# Exercise details
I would like each line of the data that holds the word "first" copied out.

Information given Start Marker

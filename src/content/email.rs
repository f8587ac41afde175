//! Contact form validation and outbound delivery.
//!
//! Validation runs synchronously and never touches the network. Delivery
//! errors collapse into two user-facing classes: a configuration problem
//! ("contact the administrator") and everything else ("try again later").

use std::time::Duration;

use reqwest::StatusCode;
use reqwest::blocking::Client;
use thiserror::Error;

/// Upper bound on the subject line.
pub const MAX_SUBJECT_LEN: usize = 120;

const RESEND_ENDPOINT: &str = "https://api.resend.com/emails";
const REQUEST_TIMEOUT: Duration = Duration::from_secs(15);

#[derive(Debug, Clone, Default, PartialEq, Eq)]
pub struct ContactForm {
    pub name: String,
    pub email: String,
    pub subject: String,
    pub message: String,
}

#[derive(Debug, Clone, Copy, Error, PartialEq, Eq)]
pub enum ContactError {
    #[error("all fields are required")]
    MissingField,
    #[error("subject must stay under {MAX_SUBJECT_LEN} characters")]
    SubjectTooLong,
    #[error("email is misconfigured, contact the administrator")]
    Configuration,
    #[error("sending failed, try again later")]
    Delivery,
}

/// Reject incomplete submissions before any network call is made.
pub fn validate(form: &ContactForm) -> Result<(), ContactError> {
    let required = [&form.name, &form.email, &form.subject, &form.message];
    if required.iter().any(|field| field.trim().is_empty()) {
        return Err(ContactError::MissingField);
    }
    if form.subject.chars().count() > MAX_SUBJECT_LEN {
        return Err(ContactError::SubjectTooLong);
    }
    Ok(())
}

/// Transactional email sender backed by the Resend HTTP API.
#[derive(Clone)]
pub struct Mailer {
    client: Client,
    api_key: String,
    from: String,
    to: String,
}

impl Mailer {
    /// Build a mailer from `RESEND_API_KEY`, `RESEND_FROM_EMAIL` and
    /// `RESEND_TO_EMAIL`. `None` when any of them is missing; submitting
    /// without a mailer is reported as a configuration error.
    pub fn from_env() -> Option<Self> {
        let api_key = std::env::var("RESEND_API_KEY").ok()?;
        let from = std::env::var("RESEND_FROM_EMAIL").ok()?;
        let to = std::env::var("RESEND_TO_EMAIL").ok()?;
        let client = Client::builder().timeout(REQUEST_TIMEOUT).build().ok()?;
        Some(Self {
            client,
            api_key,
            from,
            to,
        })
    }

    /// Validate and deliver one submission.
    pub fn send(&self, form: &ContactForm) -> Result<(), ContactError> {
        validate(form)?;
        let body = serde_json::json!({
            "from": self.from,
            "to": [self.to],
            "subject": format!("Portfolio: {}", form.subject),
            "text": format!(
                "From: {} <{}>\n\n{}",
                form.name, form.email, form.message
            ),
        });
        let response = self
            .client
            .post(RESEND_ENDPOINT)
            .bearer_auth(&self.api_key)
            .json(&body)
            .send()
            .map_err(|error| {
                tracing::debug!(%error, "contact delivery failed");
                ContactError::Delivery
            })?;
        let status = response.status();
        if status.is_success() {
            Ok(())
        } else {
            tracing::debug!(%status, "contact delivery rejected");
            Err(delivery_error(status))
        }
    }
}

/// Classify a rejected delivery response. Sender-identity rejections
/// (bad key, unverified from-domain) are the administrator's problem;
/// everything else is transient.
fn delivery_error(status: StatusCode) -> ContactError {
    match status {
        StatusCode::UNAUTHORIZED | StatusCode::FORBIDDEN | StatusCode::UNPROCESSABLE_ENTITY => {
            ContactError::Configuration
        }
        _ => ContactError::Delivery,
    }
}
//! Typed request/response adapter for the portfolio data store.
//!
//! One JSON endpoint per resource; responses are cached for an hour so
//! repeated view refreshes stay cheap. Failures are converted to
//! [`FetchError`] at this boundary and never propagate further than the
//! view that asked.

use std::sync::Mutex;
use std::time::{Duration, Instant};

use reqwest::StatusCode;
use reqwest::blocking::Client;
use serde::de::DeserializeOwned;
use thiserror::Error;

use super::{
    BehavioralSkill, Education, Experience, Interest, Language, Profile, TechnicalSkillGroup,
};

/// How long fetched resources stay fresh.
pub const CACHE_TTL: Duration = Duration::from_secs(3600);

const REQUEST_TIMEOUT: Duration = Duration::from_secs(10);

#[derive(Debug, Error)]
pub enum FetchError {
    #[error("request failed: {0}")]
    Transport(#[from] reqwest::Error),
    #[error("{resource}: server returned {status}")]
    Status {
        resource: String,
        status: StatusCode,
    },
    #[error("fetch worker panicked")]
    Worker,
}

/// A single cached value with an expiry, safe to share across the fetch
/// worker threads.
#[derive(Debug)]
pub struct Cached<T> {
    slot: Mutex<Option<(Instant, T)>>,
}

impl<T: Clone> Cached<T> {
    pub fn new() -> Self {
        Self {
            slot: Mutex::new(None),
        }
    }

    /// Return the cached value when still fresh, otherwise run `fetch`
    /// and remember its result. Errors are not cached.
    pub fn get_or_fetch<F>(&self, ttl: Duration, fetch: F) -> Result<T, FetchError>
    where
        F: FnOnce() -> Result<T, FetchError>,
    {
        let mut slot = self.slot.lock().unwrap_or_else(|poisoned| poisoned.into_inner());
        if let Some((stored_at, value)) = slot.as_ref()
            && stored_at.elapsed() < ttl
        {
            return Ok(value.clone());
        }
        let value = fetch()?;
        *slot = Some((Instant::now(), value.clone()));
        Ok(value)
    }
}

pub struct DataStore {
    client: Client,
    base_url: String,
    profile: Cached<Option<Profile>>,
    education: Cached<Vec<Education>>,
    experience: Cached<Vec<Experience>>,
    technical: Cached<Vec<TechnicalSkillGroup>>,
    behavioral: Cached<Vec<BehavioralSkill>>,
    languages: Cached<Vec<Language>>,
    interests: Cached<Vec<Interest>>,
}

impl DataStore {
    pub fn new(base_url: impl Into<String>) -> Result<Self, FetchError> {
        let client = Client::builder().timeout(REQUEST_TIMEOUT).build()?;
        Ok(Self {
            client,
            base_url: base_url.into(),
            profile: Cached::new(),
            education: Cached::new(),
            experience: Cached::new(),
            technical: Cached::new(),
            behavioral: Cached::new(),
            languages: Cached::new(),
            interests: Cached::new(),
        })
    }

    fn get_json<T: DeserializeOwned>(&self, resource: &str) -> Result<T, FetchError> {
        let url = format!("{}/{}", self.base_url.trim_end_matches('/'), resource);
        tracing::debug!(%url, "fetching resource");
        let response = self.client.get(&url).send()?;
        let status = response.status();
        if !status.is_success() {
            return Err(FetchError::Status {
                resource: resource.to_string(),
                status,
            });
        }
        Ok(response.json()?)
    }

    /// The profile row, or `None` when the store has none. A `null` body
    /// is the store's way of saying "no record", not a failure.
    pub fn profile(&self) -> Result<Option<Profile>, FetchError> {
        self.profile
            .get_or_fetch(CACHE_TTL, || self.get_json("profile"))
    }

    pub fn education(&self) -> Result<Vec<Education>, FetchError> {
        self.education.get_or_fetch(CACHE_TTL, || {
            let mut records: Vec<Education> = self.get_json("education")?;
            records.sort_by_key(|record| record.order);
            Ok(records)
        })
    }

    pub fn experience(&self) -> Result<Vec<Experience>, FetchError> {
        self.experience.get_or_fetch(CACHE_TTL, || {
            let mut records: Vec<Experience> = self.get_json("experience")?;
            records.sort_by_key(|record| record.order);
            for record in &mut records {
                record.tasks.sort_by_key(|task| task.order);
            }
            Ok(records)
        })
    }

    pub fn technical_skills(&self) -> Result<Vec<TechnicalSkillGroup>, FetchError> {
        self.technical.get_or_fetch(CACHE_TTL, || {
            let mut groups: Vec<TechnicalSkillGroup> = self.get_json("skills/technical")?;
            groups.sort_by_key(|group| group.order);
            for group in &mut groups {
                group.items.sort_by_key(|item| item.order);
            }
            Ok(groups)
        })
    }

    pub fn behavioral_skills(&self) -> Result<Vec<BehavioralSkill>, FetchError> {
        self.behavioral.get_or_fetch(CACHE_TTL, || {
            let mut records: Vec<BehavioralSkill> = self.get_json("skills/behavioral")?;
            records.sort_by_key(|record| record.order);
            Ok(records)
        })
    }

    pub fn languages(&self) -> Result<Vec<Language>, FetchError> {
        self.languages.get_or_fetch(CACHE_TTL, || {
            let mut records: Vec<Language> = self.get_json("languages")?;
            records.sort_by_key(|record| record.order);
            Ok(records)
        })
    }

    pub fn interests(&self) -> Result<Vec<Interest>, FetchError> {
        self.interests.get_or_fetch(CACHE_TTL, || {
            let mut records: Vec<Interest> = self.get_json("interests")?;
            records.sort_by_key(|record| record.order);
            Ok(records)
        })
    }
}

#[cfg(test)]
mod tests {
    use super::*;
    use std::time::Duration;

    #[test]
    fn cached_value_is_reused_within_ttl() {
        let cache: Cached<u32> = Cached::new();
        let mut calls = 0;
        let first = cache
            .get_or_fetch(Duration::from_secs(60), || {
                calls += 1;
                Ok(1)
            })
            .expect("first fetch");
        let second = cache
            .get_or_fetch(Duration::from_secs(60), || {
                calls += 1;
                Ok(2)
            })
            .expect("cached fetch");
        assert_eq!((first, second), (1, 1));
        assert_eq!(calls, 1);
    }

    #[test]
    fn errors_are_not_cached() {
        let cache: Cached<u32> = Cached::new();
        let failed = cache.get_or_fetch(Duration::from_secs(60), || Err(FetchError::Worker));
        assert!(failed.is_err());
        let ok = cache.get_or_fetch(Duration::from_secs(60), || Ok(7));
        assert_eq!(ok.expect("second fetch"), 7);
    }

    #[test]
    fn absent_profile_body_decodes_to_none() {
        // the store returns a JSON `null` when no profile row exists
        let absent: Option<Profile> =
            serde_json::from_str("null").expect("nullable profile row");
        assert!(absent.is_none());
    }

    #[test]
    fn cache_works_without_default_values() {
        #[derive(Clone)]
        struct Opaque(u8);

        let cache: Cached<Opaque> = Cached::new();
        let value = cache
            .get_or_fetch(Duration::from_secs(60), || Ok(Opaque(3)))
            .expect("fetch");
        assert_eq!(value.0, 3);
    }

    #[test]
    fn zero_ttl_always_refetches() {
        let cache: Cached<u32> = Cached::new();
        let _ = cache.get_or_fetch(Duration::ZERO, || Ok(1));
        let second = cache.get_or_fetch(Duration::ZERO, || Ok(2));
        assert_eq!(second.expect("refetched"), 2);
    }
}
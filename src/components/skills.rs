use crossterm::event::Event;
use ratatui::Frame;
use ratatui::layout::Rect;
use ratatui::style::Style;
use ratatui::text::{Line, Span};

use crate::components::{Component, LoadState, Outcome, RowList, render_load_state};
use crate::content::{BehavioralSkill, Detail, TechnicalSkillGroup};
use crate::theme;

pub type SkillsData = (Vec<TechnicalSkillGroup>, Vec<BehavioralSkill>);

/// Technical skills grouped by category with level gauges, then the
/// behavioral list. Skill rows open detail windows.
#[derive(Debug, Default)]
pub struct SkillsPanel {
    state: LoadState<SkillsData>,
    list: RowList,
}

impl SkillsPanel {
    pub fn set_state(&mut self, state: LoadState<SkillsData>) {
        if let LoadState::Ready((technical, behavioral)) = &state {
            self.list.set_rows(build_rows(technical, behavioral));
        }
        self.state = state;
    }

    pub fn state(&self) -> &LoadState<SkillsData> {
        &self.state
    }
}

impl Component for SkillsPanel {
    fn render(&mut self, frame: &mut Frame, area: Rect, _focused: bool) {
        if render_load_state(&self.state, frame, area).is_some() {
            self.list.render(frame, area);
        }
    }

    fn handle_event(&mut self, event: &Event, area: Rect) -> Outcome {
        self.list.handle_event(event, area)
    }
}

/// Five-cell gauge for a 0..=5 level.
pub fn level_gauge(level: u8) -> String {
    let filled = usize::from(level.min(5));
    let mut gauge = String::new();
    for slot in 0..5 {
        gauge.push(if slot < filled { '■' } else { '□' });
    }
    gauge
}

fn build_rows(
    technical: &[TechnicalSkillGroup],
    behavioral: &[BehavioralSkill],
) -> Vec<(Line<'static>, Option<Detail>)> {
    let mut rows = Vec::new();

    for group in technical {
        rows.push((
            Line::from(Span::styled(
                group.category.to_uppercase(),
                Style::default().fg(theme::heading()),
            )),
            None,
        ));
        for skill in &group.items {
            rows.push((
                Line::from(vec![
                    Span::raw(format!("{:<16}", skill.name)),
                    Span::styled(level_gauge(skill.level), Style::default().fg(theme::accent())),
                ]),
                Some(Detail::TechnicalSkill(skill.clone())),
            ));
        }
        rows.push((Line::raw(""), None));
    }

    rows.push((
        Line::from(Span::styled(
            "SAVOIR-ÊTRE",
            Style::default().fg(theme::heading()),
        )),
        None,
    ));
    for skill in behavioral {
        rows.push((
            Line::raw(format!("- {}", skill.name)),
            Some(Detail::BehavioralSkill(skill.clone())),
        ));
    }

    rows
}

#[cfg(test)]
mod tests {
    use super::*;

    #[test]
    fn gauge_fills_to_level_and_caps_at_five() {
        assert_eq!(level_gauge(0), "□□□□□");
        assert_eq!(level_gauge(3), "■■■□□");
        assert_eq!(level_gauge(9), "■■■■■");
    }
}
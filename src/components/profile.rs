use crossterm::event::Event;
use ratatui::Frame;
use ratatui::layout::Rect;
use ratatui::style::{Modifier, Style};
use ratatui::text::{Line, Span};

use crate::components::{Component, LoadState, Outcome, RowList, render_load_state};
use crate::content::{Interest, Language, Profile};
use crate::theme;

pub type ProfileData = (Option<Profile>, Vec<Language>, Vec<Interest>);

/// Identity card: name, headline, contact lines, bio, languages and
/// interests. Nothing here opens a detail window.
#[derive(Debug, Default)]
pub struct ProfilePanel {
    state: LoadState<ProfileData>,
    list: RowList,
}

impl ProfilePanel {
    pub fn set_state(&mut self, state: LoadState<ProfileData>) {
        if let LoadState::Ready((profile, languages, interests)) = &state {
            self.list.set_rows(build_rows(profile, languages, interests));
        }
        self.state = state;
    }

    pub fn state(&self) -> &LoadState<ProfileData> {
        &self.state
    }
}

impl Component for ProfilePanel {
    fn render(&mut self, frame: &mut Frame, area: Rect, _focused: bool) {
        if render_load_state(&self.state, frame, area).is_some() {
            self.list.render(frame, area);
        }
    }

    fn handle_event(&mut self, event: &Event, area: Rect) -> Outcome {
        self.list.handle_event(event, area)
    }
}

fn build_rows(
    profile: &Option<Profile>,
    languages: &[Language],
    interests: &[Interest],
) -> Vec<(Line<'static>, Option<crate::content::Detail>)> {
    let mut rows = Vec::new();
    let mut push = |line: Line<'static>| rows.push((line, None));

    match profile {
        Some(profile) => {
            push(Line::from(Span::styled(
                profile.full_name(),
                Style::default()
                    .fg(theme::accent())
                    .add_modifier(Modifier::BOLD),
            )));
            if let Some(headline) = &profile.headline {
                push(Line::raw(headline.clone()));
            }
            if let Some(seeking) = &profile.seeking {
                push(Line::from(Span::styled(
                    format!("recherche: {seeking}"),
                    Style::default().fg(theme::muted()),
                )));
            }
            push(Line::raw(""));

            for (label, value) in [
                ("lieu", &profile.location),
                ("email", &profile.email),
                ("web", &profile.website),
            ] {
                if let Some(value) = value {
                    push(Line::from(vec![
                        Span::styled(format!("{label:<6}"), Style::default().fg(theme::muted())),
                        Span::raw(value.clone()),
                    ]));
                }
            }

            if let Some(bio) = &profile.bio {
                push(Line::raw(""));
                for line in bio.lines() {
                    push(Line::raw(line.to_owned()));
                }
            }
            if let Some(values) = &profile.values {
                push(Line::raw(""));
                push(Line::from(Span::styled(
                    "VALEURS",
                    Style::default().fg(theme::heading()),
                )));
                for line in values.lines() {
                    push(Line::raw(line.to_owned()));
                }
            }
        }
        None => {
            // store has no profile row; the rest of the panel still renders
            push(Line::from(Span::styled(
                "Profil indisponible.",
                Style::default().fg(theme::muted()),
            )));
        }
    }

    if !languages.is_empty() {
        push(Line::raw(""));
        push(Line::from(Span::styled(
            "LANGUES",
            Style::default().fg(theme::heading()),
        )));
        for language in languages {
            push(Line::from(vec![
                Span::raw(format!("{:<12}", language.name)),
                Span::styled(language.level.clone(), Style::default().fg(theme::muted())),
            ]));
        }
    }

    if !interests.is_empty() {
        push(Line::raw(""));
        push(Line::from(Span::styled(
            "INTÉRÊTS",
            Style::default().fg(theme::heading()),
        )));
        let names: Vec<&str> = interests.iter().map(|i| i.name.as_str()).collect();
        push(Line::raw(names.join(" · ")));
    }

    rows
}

Information given End Marker

# Exercise response
        let first = cache
            .expect("first fetch");
        assert_eq!((first, second), (1, 1));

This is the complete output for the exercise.